Fangfang Zhong, Rui Bi, Baohua Yu, Yufan Cheng, Xiaoli Xu, Ruohong Shui, Wentao Yang
International Journal of Clinical and Experimental Pathology 2014, 7 (9): 6149-56
Carcinoma arising in microglandular adenosis (MGACA) is an extremely rare subtype of breast carcinoma. In this study, clinicopathological analysis of MGACA from 11 Chinese patients was conducted. Microscopically, all cases showed a spectrum of structure and glandular proliferations ranging from microglandular adenosis (MGA) to atypical MGA (AMGA) to MGACA. Carcinoma components were composed of high grade ductal carcinoma in situ (DCIS) in 1 case and invasive carcinoma in 10 cases.
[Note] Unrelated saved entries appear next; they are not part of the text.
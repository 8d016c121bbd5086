#![deny(unsafe_code)]
#![allow(
    clippy::cast_precision_loss,
    clippy::cast_possible_truncation,
    clippy::cast_possible_wrap,
    clippy::cast_sign_loss,
    clippy::missing_errors_doc,
    clippy::missing_panics_doc,
    clippy::module_name_repetitions,
    clippy::uninlined_format_args
)]

//! # bamflow - parallel read-stream processing engine
//!
//! bamflow moves alignment records from producers to consumers through a
//! graph of concurrently running stages connected by back-pressured queues.
//! On top of that runtime it provides the two stages that shape the design:
//! an external parallel merge sort and a prefetching, load-aware container
//! reader.
//!
//! ## Modules
//!
//! - **[`record`]** / **[`header`]** - the in-memory data model
//! - **[`bam_io`]** - the container codec over BGZF
//! - **[`prefetch`]** - background read-ahead with adaptive throttling
//! - **[`queue`]** / **[`pool`]** - concurrency primitives
//! - **[`sort`]** - comparator policies, parallel in-memory sort, external
//!   merge sort
//! - **[`graph`]** - the stage-graph runtime and the built-in stages
//! - **[`fastq`]** - mate-pairing FASTQ export
//!
//! ## Reading and writing containers
//!
//! ```no_run
//! use bamflow_lib::bam_io::{BamReader, BamWriter};
//!
//! # fn main() -> bamflow_lib::errors::Result<()> {
//! let mut reader = BamReader::open("input.bam")?;
//! let header = reader.header().clone();
//! let mut writer = BamWriter::create("output.bam", &header, 6)?;
//! while let Some(record) = reader.read_next()? {
//!     writer.write_record(&record)?;
//! }
//! writer.finish()?;
//! # Ok(())
//! # }
//! ```
//!
//! ## Running a chain
//!
//! ```no_run
//! use bamflow_lib::graph::{Graph, ReaderStage, SortStage, WriterStage};
//! use bamflow_lib::sort::{ExternalSorter, SortOrder};
//!
//! # fn main() -> bamflow_lib::errors::Result<()> {
//! let mut graph = Graph::new(1024);
//! let reader = graph.add_stage(Box::new(ReaderStage::open("input.bam", true)?));
//! let sorter = ExternalSorter::new(SortOrder::Coordinate).threads(8);
//! let sort = graph.add_stage(Box::new(SortStage::new(sorter)));
//! let writer = graph.add_stage(Box::new(WriterStage::new("sorted.bam", 6)));
//! graph.connect(reader, sort);
//! graph.connect(sort, writer);
//! graph.run_chain()
//! # }
//! ```

pub mod bam_io;
pub mod config;
pub mod dna;
pub mod errors;
pub mod fastq;
pub mod graph;
pub mod header;
pub mod logging;
pub mod pool;
pub mod prefetch;
pub mod progress;
pub mod queue;
pub mod record;
pub mod sort;
pub mod validation;

pub use config::EngineConfig;
pub use errors::{EngineError, Result};
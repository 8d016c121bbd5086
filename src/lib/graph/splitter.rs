//! Fan-out stage partitioning a stream across several sinks.

use crate::errors::{EngineError, Result};
use crate::graph::{Stage, StageContext};
use crate::header::Header;
use crate::record::Record;

/// Key function mapping a record to a partition number (taken mod the sink
/// count).
pub type SplitKeyFn = Box<dyn Fn(&Record) -> usize + Send>;

/// Routes each record to exactly one sink, deterministically by key.
///
/// Ordering within each sink follows the input; no ordering holds across
/// sinks.
pub struct SplitterStage {
    key: SplitKeyFn,
}

impl SplitterStage {
    /// Splits by reference id (unmapped records go to partition 0).
    #[must_use]
    pub fn by_reference() -> Self {
        Self::with_key(Box::new(|record| record.ref_id().max(0) as usize))
    }

    /// Splits by an explicit key function.
    #[must_use]
    pub fn with_key(key: SplitKeyFn) -> Self {
        Self { key }
    }
}

impl Stage for SplitterStage {
    fn name(&self) -> &str {
        "splitter"
    }

    fn header(&mut self, upstream: &[Header]) -> Result<Header> {
        upstream
            .first()
            .cloned()
            .ok_or_else(|| EngineError::graph("splitter", "missing source"))
    }

    fn run(&mut self, ctx: &StageContext) -> Result<()> {
        let sinks = ctx.outputs.len();
        if sinks == 0 {
            return Err(EngineError::graph("splitter", "no sinks"));
        }
        while let Some(record) = ctx.pull() {
            let partition = (self.key)(&record) % sinks;
            ctx.emit_to(partition, record)?;
        }
        Ok(())
    }
}

#[cfg(test)]
mod tests {
    use super::*;
    use crate::graph::Graph;
    use crate::record::RecordBuilder;
    use parking_lot::Mutex;
    use std::sync::Arc;

    struct VecSource {
        records: Vec<Record>,
    }

    impl Stage for VecSource {
        fn name(&self) -> &str {
            "vec-source"
        }

        fn header(&mut self, _upstream: &[Header]) -> Result<Header> {
            Ok(Header::default())
        }

        fn run(&mut self, ctx: &StageContext) -> Result<()> {
            for record in self.records.drain(..) {
                ctx.emit(record)?;
            }
            Ok(())
        }
    }

    struct VecSink {
        out: Arc<Mutex<Vec<Record>>>,
    }

    impl Stage for VecSink {
        fn name(&self) -> &str {
            "vec-sink"
        }

        fn header(&mut self, upstream: &[Header]) -> Result<Header> {
            Ok(upstream.first().cloned().unwrap_or_default())
        }

        fn run(&mut self, ctx: &StageContext) -> Result<()> {
            while let Some(record) = ctx.pull() {
                self.out.lock().push(record);
            }
            Ok(())
        }
    }

    #[test]
    fn test_split_by_ref_id_mod_two() {
        let records: Vec<Record> = (0..100)
            .map(|i| RecordBuilder::new().name(&format!("r{i}")).ref_id(i % 4).pos(i).build())
            .collect();

        let mut graph = Graph::new(16);
        let source = graph.add_stage(Box::new(VecSource { records }));
        let splitter = graph.add_stage(Box::new(SplitterStage::with_key(Box::new(|r| {
            r.ref_id().max(0) as usize
        }))));
        let even = Arc::new(Mutex::new(Vec::new()));
        let odd = Arc::new(Mutex::new(Vec::new()));
        let sink_even = graph.add_stage(Box::new(VecSink { out: Arc::clone(&even) }));
        let sink_odd = graph.add_stage(Box::new(VecSink { out: Arc::clone(&odd) }));
        graph.connect(source, splitter);
        graph.connect(splitter, sink_even);
        graph.connect(splitter, sink_odd);
        graph.run_chain().unwrap();

        let even = even.lock();
        let odd = odd.lock();
        assert_eq!(even.len() + odd.len(), 100);
        assert!(even.iter().all(|r| r.ref_id() % 2 == 0));
        assert!(odd.iter().all(|r| r.ref_id() % 2 == 1));

        // Per-sink order matches input order.
        for sink in [&even, &odd] {
            for window in sink.windows(2) {
                assert!(window[0].pos() < window[1].pos());
            }
        }
    }

    #[test]
    fn test_unmapped_routes_to_partition_zero() {
        let splitter = SplitterStage::by_reference();
        let unmapped = RecordBuilder::new()
            .name("u")
            .flags(crate::record::flags::UNMAPPED)
            .build();
        assert_eq!((splitter.key)(&unmapped), 0);
    }
}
Invasive carcinomas were grade 3 in 10 tumors and grade 2 in 1. Invasive components in 5 of 10 cases were composed of invasive carcinoma of no special type (NST), and 1 case showed partially acinic cell differentiation. In 5 cases, invasive components were mixed of NST and matrix-producing carcinoma (MPC). All epitheliums in 11 cases were triple negative (ER-, PR-, HER2-), and diffuse positive for CK and S-100 protein. No myoepithelial cells were demonstrable from MGA to invasive components with immunohistochemical staining for P63 and calponin. PAS or reticulin stain showed the presence of a basement membrane around glands in MGA, AMGA, DCIS, and its absence in invasive components. Follow-up time ranged from 10 to 64 months. One patient developed a lung metastasis 24 months after surgery, 10 patients have been alive without recurrence. Our study revealed that MGACA is a distinct subset of breast carcinoma, with triple negative phenotype, high grade nuclear and variable morphology. Despite histopathologic and immunohistochemical features usually associated with a poor prognosis, MGACA seems to have a relatively favorable outcome.